So it is with Dr Dee. Subtitled "An English Opera", it's the co-creation of Damon Albarn, Blur and Gorillaz frontman, and theatre director Rufus Norris.

Dr John Dee was a Renaissance man with as many talents as Albarn has musical projects: mathematician, astronomer, geographer, alchemist. While he became a crucial part of Elizabeth I's court, his involvement with a mad medium, Edward Kelley, saw him discredited as a conjuror of evil spirits.

Albarn has suggested Dr Dee is more a masque than an opera, which makes sense: it can be understood as a series of tableaux, symbolic parades, and striking moments. Norris knows how to create strong shapes on stage, such as the stiff, mid-air suspension of Elizabeth I with great swathes of gold cloth streaming from her. He makes inventive use of concertinaed sheets of paper, which become ever larger screens, to be projected upon or used to wipe, cinematically, between different times, locations, actions. There are falling feathers, streams of dust, storms of pages – as Dee's learning comes to naught when he's duped by Kelley.

Yet the show fails to conjure John Dee, the man. The storytelling seems muddled, all these images not quite joining up. Dee's downfall doesn't feel tragic as his brilliance was never fully illuminated in the first place, and given the only moving scene is one in which Dee (Bertie Carvel) lets the grotesque Kelley (Christopher Robson) essentially rape his wife, it's hard to match Albarn's enthusiasm for the character. Albarn ends with the appeal "England sing for John", but I'm not sure I want to.

The pick'n'mix approach is more successful in the music; the combination of the BBC Philharmonic and a merry band of musicians playing early instruments (pipes, lutes, viols) as well as African drums and kora is a winning one, giving a strong period flavour without feeling shackled by historical authenticity. The band is suspended above the stage, with Albarn in court jester mode, looking down and commenting on it all with an acoustic guitar.

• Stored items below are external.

//! BoxBlobStore -- object-safe dynamic dispatch wrapper for BlobStore.
//!
//! Same blanket-impl pattern as the other boxed ports:
//! 1. Define an object-safe `BlobStoreDyn` trait with boxed futures
//! 2. Blanket-impl `BlobStoreDyn` for all `T: BlobStore`
//! 3. `BoxBlobStore` wraps `Box<dyn BlobStoreDyn>` and implements `BlobStore` itself

use std::future::Future;
use std::pin::Pin;

use keeper_types::error::StorageError;
use keeper_types::storage::{ObjectVersion, StoredObject, WriteCondition};

use super::blob_store::BlobStore;

/// Object-safe version of [`BlobStore`] with boxed futures.
pub trait BlobStoreDyn: Send + Sync {
    fn name(&self) -> &str;

    fn get_object_boxed<'a>(
        &'a self,
        key: &'a str,
    ) -> Pin<Box<dyn Future<Output = Result<StoredObject, StorageError>> + Send + 'a>>;

    fn put_object_boxed<'a>(
        &'a self,
        key: &'a str,
        body: Vec<u8>,
        condition: &'a WriteCondition,
    ) -> Pin<Box<dyn Future<Output = Result<ObjectVersion, StorageError>> + Send + 'a>>;
}

impl<T: BlobStore> BlobStoreDyn for T {
    fn name(&self) -> &str {
        BlobStore::name(self)
    }

    fn get_object_boxed<'a>(
        &'a self,
        key: &'a str,
    ) -> Pin<Box<dyn Future<Output = Result<StoredObject, StorageError>> + Send + 'a>> {
        Box::pin(self.get_object(key))
    }

    fn put_object_boxed<'a>(
        &'a self,
        key: &'a str,
        body: Vec<u8>,
        condition: &'a WriteCondition,
    ) -> Pin<Box<dyn Future<Output = Result<ObjectVersion, StorageError>> + Send + 'a>> {
        Box::pin(self.put_object(key, body, condition))
    }
}

/// Type-erased blob store for runtime backend selection.
///
/// Since `BlobStore` uses RPITIT it cannot be a trait object directly. The
/// backend is picked from configuration at startup, so the CLI pins
/// `BookmarkStore<BoxBlobStore>`.
pub struct BoxBlobStore {
    inner: Box<dyn BlobStoreDyn + Send + Sync>,
}

impl BoxBlobStore {
    /// Wrap a concrete `BlobStore` in a type-erased box.
    pub fn new<T: BlobStore + 'static>(store: T) -> Self {
        Self {
            inner: Box::new(store),
        }
    }
}

impl BlobStore for BoxBlobStore {
    fn name(&self) -> &str {
        self.inner.name()
    }

    async fn get_object(&self, key: &str) -> Result<StoredObject, StorageError> {
        self.inner.get_object_boxed(key).await
    }

    async fn put_object(
        &self,
        key: &str,
        body: Vec<u8>,
        condition: &WriteCondition,
    ) -> Result<ObjectVersion, StorageError> {
        self.inner.put_object_boxed(key, body, condition).await
    }
}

From one doctor to another ... immersive theatre-maker Punchdrunk has produced a children's show in collaboration with the Doctor Who team. The Crash of the Elysium starts as a dreary museum exhibition, but soon we're being shouted at by soldiers, donning protective suits and running through all sorts of dangerous locations in search of a tardis. The emphasis is on the kids – quite right too – who go all saucer-eyed at the fully realised worlds created.

Olivia Pugh, my borrowed 11-year-old, said it "felt really realistic, like it wasn't just a set". In true Doctor Who fashion, it's scary – plunging around in the dark with an alien angel on my tail, I was spooked, but then adults are wimps. Olivia was delighted: "My favourite bit was definitely when the Weeping Angels came and the lights went off. It was well good."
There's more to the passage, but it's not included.